As we head into the holiday season and winter break, I want to extend my deepest appreciation for your continued dedication to UC Merced.
This year, we continued to make a difference in students' lives, breakthroughs in our research and connections in our communities. We welcomed newcomers and said good-bye to dear friends.
I’m also proud of the way the campus community pulled together after the tragic events on Nov. 4. I have heard so many touching anecdotes of staff and faculty members going out of their way to help each other and to support our students. The sense of community and caring was palpable and helped to put us on a path toward healing.
But people heal in different ways and at different paces. For some of us, the healing will take longer than others. Counseling resources remain available to staff and faculty members through INSIGHT Employee Assistance Program. Additional options are available for employees who have behavioral health benefits through Optum. Please contact HR Consultant Leticia Aldama for assistance in locating and securing appropriate counseling support.
You may also contact De Acker, director of Campus Climate, if you have other concerns related to the Nov. 4 incident.
Understandably, some campus community members have expressed interest in participating in emergency preparedness training to be better primed for any critical incident that may occur in the future.
Fortunately, a number of programs are already available through our Police Services and Emergency Management Department, such as the Violent Intruder Response Training (VIRT) that teaches students, staff and faculty members how to respond to a violent intruder inside a classroom or office.

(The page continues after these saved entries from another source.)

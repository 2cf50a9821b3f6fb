//! In-memory native currency ledger

use serde::{Deserialize, Serialize};
use std::collections::{HashMap, HashSet};

use crate::errors::TransferError;
use crate::types::{Address, Wei};

/// Native balances with per-account receive rejection
#[derive(Debug, Clone, Default, PartialEq, Eq, Serialize, Deserialize)]
pub struct MemoryBank {
    balances: HashMap<Address, Wei>,
    /// Accounts whose incoming transfers revert
    rejecting: HashSet<Address>,
}

impl MemoryBank {
    pub fn new() -> Self {
        Self::default()
    }

    pub fn balance_of(&self, account: &Address) -> Wei {
        self.balances.get(account).copied().unwrap_or(0)
    }

    /// Create `amount` out of thin air for `account`
    pub fn fund(&mut self, account: &Address, amount: Wei) -> Result<(), TransferError> {
        let balance = self
            .balance_of(account)
            .checked_add(amount)
            .ok_or(TransferError::Overflow)?;
        self.balances.insert(*account, balance);
        Ok(())
    }

    pub fn reject_incoming(&mut self, account: Address) {
        self.rejecting.insert(account);
    }

    pub fn accept_incoming(&mut self, account: &Address) {
        self.rejecting.remove(account);
    }

    pub fn transfer(&mut self, from: &Address, to: &Address, amount: Wei) -> Result<(), TransferError> {
        if amount == 0 {
            return Ok(());
        }
        if self.rejecting.contains(to) {
            return Err(TransferError::Rejected(*to));
        }

        let have = self.balance_of(from);
        let from_balance = have.checked_sub(amount).ok_or(TransferError::InsufficientFunds {
            account: *from,
            have,
            need: amount,
        })?;

        if from == to {
            return Ok(());
        }

        let to_balance = self
            .balance_of(to)
            .checked_add(amount)
            .ok_or(TransferError::Overflow)?;

        self.balances.insert(*from, from_balance);
        self.balances.insert(*to, to_balance);
        Ok(())
    }

    /// Sum of all balances
    pub fn total(&self) -> Wei {
        self.balances.values().sum()
    }
}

VIRT introduces concepts and options people need to be aware of before or during critical incidents. It also helps participants understand what a law-enforcement response to such incidents might look like. As of Oct. 8, 20 VIRT training classes have been offered across campus, with more than 220 UC Merced affiliates attending.

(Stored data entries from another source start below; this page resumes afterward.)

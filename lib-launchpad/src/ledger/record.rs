//! Token Record
//!
//! Per-token accounting state, created at token creation and never deleted.
//!
//! # Invariants
//! - `start_price`, `price_step` and `lp_cap` are frozen at creation
//! - Before seeding: `token_funds == cost(0, total_supply)`
//! - After seeding: `token_funds == 0`, both LP flags set, `v3_pool` populated
//! - Seeding is irreversible

use serde::{Deserialize, Serialize};

use crate::errors::{LaunchpadError, LaunchpadResult};
use crate::pricing::{CurveParams, LinearCurve};
use crate::types::{Address, BlockHeight, PoolId, SeedingState, Wei};

/// Maximum symbol length accepted at creation
pub const MAX_SYMBOL_LEN: usize = 16;

/// Accounting state of one launched token
#[derive(Debug, Clone, PartialEq, Eq, Serialize, Deserialize)]
pub struct TokenRecord {
    // === Identity ===
    /// Deployed token contract
    pub token: Address,
    pub name: String,
    pub symbol: String,
    /// Account that paid the creation fee
    pub creator: Address,

    // === Curve State ===
    /// Curve anchor price
    pub start_price: Wei,
    /// Marginal price increase per unit
    pub price_step: Wei,
    /// Supply that triggers seeding
    pub lp_cap: u64,
    /// Cumulative curve units issued
    pub total_supply: u64,
    /// Native principal backing the curve
    pub token_funds: Wei,

    // === Escrow ===
    /// Protocol safety reserve for this token
    pub platform_escrow: Wei,

    // === Seeding State ===
    pub lp_created: bool,
    pub lp_seeded: bool,
    /// Seeded AMM pool
    pub v3_pool: Option<PoolId>,

    // === Metadata ===
    pub created_at_block: BlockHeight,
    pub created_at_timestamp: u64,
}

impl TokenRecord {
    /// Initialize a freshly deployed token
    ///
    /// Metadata is expected to have passed [`validate_metadata`].
    ///
    /// # Arguments
    /// * `token` - Address returned by the token factory
    /// * `curve` - Parameters frozen into the token
    /// * `creation_fee` - Opening escrow balance
    #[allow(clippy::too_many_arguments)]
    pub fn new(
        token: Address,
        name: String,
        symbol: String,
        creator: Address,
        curve: &CurveParams,
        creation_fee: Wei,
        created_at_block: BlockHeight,
        created_at_timestamp: u64,
    ) -> Self {
        Self {
            token,
            name,
            symbol,
            creator,
            start_price: curve.initial_price_wei as Wei,
            price_step: curve.price_step_wei as Wei,
            lp_cap: curve.lp_cap,
            total_supply: 0,
            token_funds: 0,
            platform_escrow: creation_fee,
            lp_created: false,
            lp_seeded: false,
            v3_pool: None,
            created_at_block,
            created_at_timestamp,
        }
    }

    /// The token's own price curve
    pub fn curve(&self) -> LinearCurve {
        LinearCurve {
            start_price: self.start_price,
            price_step: self.price_step,
        }
    }

    pub fn seeding_state(&self) -> SeedingState {
        match (self.lp_created, self.lp_seeded) {
            (_, true) => SeedingState::Seeded,
            (true, false) => SeedingState::Seeding,
            (false, false) => SeedingState::NotSeeded,
        }
    }

    /// Fail once liquidity seeding has begun
    pub fn require_curve_active(&self) -> LaunchpadResult<()> {
        if !self.seeding_state().can_trade_curve() {
            return Err(LaunchpadError::CurveRetired);
        }
        Ok(())
    }

    /// Whether supply has reached the token's cap while the curve is live
    pub fn should_seed(&self) -> bool {
        self.total_supply >= self.lp_cap && self.seeding_state().can_trade_curve()
    }

    /// Fail unless seeding completed
    pub fn require_seeded(&self) -> LaunchpadResult<()> {
        if !self.seeding_state().is_seeded() {
            return Err(LaunchpadError::LpNotSeeded);
        }
        Ok(())
    }
}

/// Validate token name and symbol
pub fn validate_metadata(name: &str, symbol: &str) -> LaunchpadResult<()> {
    if name.trim().is_empty() {
        return Err(LaunchpadError::InvalidParameters(
            "Name cannot be empty".to_string(),
        ));
    }
    if symbol.trim().is_empty() {
        return Err(LaunchpadError::InvalidParameters(
            "Symbol cannot be empty".to_string(),
        ));
    }
    if symbol.len() > MAX_SYMBOL_LEN {
        return Err(LaunchpadError::InvalidParameters(format!(
            "Symbol too long (max {})",
            MAX_SYMBOL_LEN
        )));
    }
    Ok(())
}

Comprehensive safety information is also available on the Police Services and Emergency Management website. I’ve asked Assistant Vice Chancellor for Campus and Public Safety Albert Vasquez to develop a campus awareness initiative to help connect faculty and staff members with resources they may need to be prepared for different types of emergencies. You should receive related information from his office at the beginning of the spring semester.
With the winter holiday season upon us, I am reminded that the stories of festivals and religious observances around the world are rich and varied. They mark the cycles of time and events and stories that are important in people’s lives.
This year, the Muslim celebration of Milad un Nab occurs in December and includes the giving of gifts and distribution of food to the poor as part of the celebration of the Prophet Muhammad's birth. The Jewish celebration of Hanukkah, or the Festival of Lights, began in early December to commemorate the miracle of restoring the menorah in the Holy Temple in Jerusalem at the time of the Maccabean Revolt of the 2nd century BCE. In early December, many Buddhists celebrate Bodhi Day with prayer, meditations and teachings related to the enlightenment of Siddhartha Gautama, the Buddha. For some Native American groups, winter solstice marks a special storytelling time with rituals to honor ancestors. Christian celebrations abound in December, from the Christmas celebrations of the birth of Christ to the Feast Day of our Lady of Guadalupe, which honors the patron saint of Mexico.
Regardless of your faith or cultural background, the winter holiday season also holds possibilities for connecting more deeply with family, with hobbies and avocations that you enjoy and with giving to others who are less fortunate in our local community.
Our campus has such a generous spirit, and I invite you to participate in one of several campus giving opportunities: the Chancellor’s Toy Drive and A Home for the Holidays.
The toy drive, hosted by my office and Staff Assembly, takes place from 3:30-5 p.m. Thursday, Dec. 17, at the northeast end of Scholars Plaza, in the courtyard between the Social Sciences and Management and Student Services buildings.
I encourage everyone who can afford to do so to donate a new, unwrapped toy, and attendees can enjoy hot chocolate, cider and holiday treats and capture memories with colleagues in a photo booth during the event. This year’s donations benefit the United Way of Merced County.
A Home for the Holidays — an outreach program that benefits All Dads Matter, a Human Services Agency program that serves families in Merced — is being led once again by the Office of Student Life (OSL) Civic Leadership. The goal is to help 50 families — twice as many as last year —meet some basic needs by providing jackets, underwear, pajamas, shoes and other items.
For details on both giving opportunities, please see related article in latest issue of Panorama.
Please enjoy this holiday season. I look forward to working with you to make 2016 UC Merced’s brightest year yet.